Everything in the listing below needs to be retyped exactly.
*****
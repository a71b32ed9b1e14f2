//! Score API HTTP server lifecycle management.
//!
//! Provides [`start_server`] which binds to a TCP port and runs the Axum
//! server until the process is terminated.

use std::net::SocketAddr;
use std::sync::Arc;

use tokio::net::TcpListener;
use tracing::info;

use crate::router::build_router;
use crate::state::AppState;

/// Configuration for the score API server.
#[derive(Debug, Clone)]
pub struct ServerConfig {
    /// The host address to bind to (e.g. `0.0.0.0`).
    pub host: String,
    /// The TCP port to listen on.
    pub port: u16,
}

impl Default for ServerConfig {
    fn default() -> Self {
        Self {
            host: String::from("0.0.0.0"),
            port: 3000,
        }
    }
}

/// Start the score API server.
///
/// Binds to the configured address, builds the router, and serves requests
/// until the process is terminated. Returns `Ok(())` on clean shutdown, or
/// an error if binding or serving fails.
///
/// # Errors
///
/// Returns an error if the TCP listener cannot bind or the server
/// encounters a fatal I/O error.
pub async fn start_server(config: &ServerConfig, state: Arc<AppState>) -> Result<(), ServerError> {
    let addr: SocketAddr = format!("{}:{}", config.host, config.port)
        .parse()
        .map_err(|e| ServerError::Bind(format!("invalid address: {e}")))?;

    let router = build_router(state);

    let listener = TcpListener::bind(addr)
        .await
        .map_err(|e| ServerError::Bind(format!("bind failed on {addr}: {e}")))?;

    info!(%addr, "score API server listening");

    axum::serve(listener, router)
        .await
        .map_err(|e| ServerError::Serve(format!("serve error: {e}")))?;

    Ok(())
}

/// Errors that can occur when starting or running the score API server.
#[derive(Debug, thiserror::Error)]
pub enum ServerError {
    /// Failed to bind to the network address.
    #[error("bind error: {0}")]
    Bind(String),

    /// The server encountered a fatal error while serving.
    #[error("serve error: {0}")]
    Serve(String),
}
//! Change-feed-driven sync strategy.
//!
//! Subscribes to the store's native mutation feed and recomputes per
//! notification, so readers see a snapshot that already reflects any
//! acknowledged write. Only the document-style backend supplies a feed;
//! composing this strategy over a feed-less backend is a configuration
//! error caught at spawn time.

use std::sync::Arc;

use cometboard_db::{ScoreStore, StoreEvent};
use tokio::sync::broadcast::error::RecvError;
use tokio::sync::{mpsc, watch};
use tokio::task::JoinHandle;

use crate::error::SyncError;
use crate::handle::{LeaderboardHandle, RefreshCommand};
use crate::refresh::Refresher;

/// Capacity of the forced-refresh command channel.
const COMMAND_CAPACITY: usize = 8;

/// Push-mode sync strategy: a background task refreshing per store mutation.
#[derive(Debug)]
pub struct PushSync {
    handle: LeaderboardHandle,
    shutdown: watch::Sender<bool>,
    worker: JoinHandle<()>,
}

impl PushSync {
    /// Spawn the refresh worker over the store's change feed.
    ///
    /// An initial refresh runs immediately so readers have a snapshot even
    /// before the first mutation. A lagged feed subscriber coalesces all
    /// missed notifications into a single refresh -- the snapshot is a full
    /// recomputation either way.
    ///
    /// # Errors
    ///
    /// [`SyncError::ChangeFeedUnavailable`] when the backend has no native
    /// feed (pair such backends with [`crate::PullSync`]).
    pub fn spawn(store: Arc<dyn ScoreStore>, limit: usize) -> Result<Self, SyncError> {
        let Some(mut feed) = store.change_feed() else {
            return Err(SyncError::ChangeFeedUnavailable);
        };

        let (mut refresher, snapshot_rx) = Refresher::new(store, limit);
        let (command_tx, mut command_rx) = mpsc::channel(COMMAND_CAPACITY);
        let (shutdown, mut shutdown_rx) = watch::channel(false);

        let worker = tokio::spawn(async move {
            refresher.refresh_once().await;

            loop {
                tokio::select! {
                    event = feed.recv() => match event {
                        Ok(StoreEvent::Updated { revision }) => {
                            tracing::trace!(revision, "store mutation notification");
                            refresher.refresh_once().await;
                        }
                        Err(RecvError::Lagged(missed)) => {
                            tracing::debug!(missed, "change feed lagged; coalescing into one refresh");
                            refresher.refresh_once().await;
                        }
                        Err(RecvError::Closed) => {
                            tracing::debug!("change feed closed; push sync worker stopping");
                            break;
                        }
                    },
                    Some(command) = command_rx.recv() => {
                        let RefreshCommand::Refresh(ack) = command;
                        refresher.refresh_once().await;
                        let _ = ack.send(());
                    }
                    _ = shutdown_rx.changed() => {
                        tracing::debug!("push sync worker stopping");
                        break;
                    }
                }
            }
        });

        tracing::info!(limit, "push sync started");

        Ok(Self {
            handle: LeaderboardHandle::new(snapshot_rx, command_tx),
            shutdown,
            worker,
        })
    }

    /// A clonable reader handle onto the published snapshot.
    pub fn handle(&self) -> LeaderboardHandle {
        self.handle.clone()
    }

    /// Unsubscribe from the feed and wait for the worker to exit.
    pub async fn shutdown(self) {
        let _ = self.shutdown.send(true);
        if let Err(error) = self.worker.await {
            tracing::warn!(%error, "push sync worker did not exit cleanly");
        }
    }
}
*****
## Response below
repository a71b32ed9b1e14f2
//! Score API HTTP server lifecycle management.
//!
//! Provides [`start_server`] which binds to a TCP port and runs the Axum
//! server until the process is terminated.

use std::net::SocketAddr;
use std::sync::Arc;

use tokio::net::TcpListener;
use tracing::info;

use crate::router::build_router;
use crate::state::AppState;

/// Configuration for the score API server.
#[derive(Debug, Clone)]
pub struct ServerConfig {
    /// The host address to bind to (e.g. `0.0.0.0`).
    pub host: String,
    /// The TCP port to listen on.
    pub port: u16,
}

impl Default for ServerConfig {
    fn default() -> Self {
        Self {
            host: String::from("0.0.0.0"),
            port: 3000,
        }
    }
}

/// Start the score API server.
///
/// Binds to the configured address, builds the router, and serves requests
/// until the process is terminated. Returns `Ok(())` on clean shutdown, or
/// an error if binding or serving fails.
///
/// # Errors
///
/// Returns an error if the TCP listener cannot bind or the server
/// encounters a fatal I/O error.
pub async fn start_server(config: &ServerConfig, state: Arc<AppState>) -> Result<(), ServerError> {
    let addr: SocketAddr = format!("{}:{}", config.host, config.port)
        .parse()
        .map_err(|e| ServerError::Bind(format!("invalid address: {e}")))?;

    let router = build_router(state);

    let listener = TcpListener::bind(addr)
        .await
        .map_err(|e| ServerError::Bind(format!("bind failed on {addr}: {e}")))?;

    info!(%addr, "score API server listening");

    axum::serve(listener, router)
        .await
        .map_err(|e| ServerError::Serve(format!("serve error: {e}")))?;

    Ok(())
}

/// Errors that can occur when starting or running the score API server.
#[derive(Debug, thiserror::Error)]
pub enum ServerError {
    /// Failed to bind to the network address.
    #[error("bind error: {0}")]
    Bind(String),

    /// The server encountered a fatal error while serving.
    #[error("serve error: {0}")]
    Serve(String),
}
//! Change-feed-driven sync strategy.
//!
//! Subscribes to the store's native mutation feed and recomputes per
//! notification, so readers see a snapshot that already reflects any
//! acknowledged write. Only the document-style backend supplies a feed;
//! composing this strategy over a feed-less backend is a configuration
//! error caught at spawn time.

use std::sync::Arc;

use cometboard_db::{ScoreStore, StoreEvent};
use tokio::sync::broadcast::error::RecvError;
use tokio::sync::{mpsc, watch};
use tokio::task::JoinHandle;

use crate::error::SyncError;
use crate::handle::{LeaderboardHandle, RefreshCommand};
use crate::refresh::Refresher;

/// Capacity of the forced-refresh command channel.
const COMMAND_CAPACITY: usize = 8;

/// Push-mode sync strategy: a background task refreshing per store mutation.
#[derive(Debug)]
pub struct PushSync {
    handle: LeaderboardHandle,
    shutdown: watch::Sender<bool>,
    worker: JoinHandle<()>,
}

impl PushSync {
    /// Spawn the refresh worker over the store's change feed.
    ///
    /// An initial refresh runs immediately so readers have a snapshot even
    /// before the first mutation. A lagged feed subscriber coalesces all
    /// missed notifications into a single refresh -- the snapshot is a full
    /// recomputation either way.
    ///
    /// # Errors
    ///
    /// [`SyncError::ChangeFeedUnavailable`] when the backend has no native
    /// feed (pair such backends with [`crate::PullSync`]).
    pub fn spawn(store: Arc<dyn ScoreStore>, limit: usize) -> Result<Self, SyncError> {
        let Some(mut feed) = store.change_feed() else {
            return Err(SyncError::ChangeFeedUnavailable);
        };

        let (mut refresher, snapshot_rx) = Refresher::new(store, limit);
        let (command_tx, mut command_rx) = mpsc::channel(COMMAND_CAPACITY);
        let (shutdown, mut shutdown_rx) = watch::channel(false);

        let worker = tokio::spawn(async move {
            refresher.refresh_once().await;

            loop {
                tokio::select! {
                    event = feed.recv() => match event {
                        Ok(StoreEvent::Updated { revision }) => {
                            tracing::trace!(revision, "store mutation notification");
                            refresher.refresh_once().await;
                        }
                        Err(RecvError::Lagged(missed)) => {
                            tracing::debug!(missed, "change feed lagged; coalescing into one refresh");
                            refresher.refresh_once().await;
                        }
                        Err(RecvError::Closed) => {
                            tracing::debug!("change feed closed; push sync worker stopping");
                            break;
                        }
                    },
                    Some(command) = command_rx.recv() => {
                        let RefreshCommand::Refresh(ack) = command;
                        refresher.refresh_once().await;
                        let _ = ack.send(());
                    }
                    _ = shutdown_rx.changed() => {
                        tracing::debug!("push sync worker stopping");
                        break;
                    }
                }
            }
        });

        tracing::info!(limit, "push sync started");

        Ok(Self {
            handle: LeaderboardHandle::new(snapshot_rx, command_tx),
            shutdown,
            worker,
        })
    }

    /// A clonable reader handle onto the published snapshot.
    pub fn handle(&self) -> LeaderboardHandle {
        self.handle.clone()
    }

    /// Unsubscribe from the feed and wait for the worker to exit.
    pub async fn shutdown(self) {
        let _ = self.shutdown.send(true);
        if let Err(error) = self.worker.await {
            tracing::warn!(%error, "push sync worker did not exit cleanly");
        }
    }
}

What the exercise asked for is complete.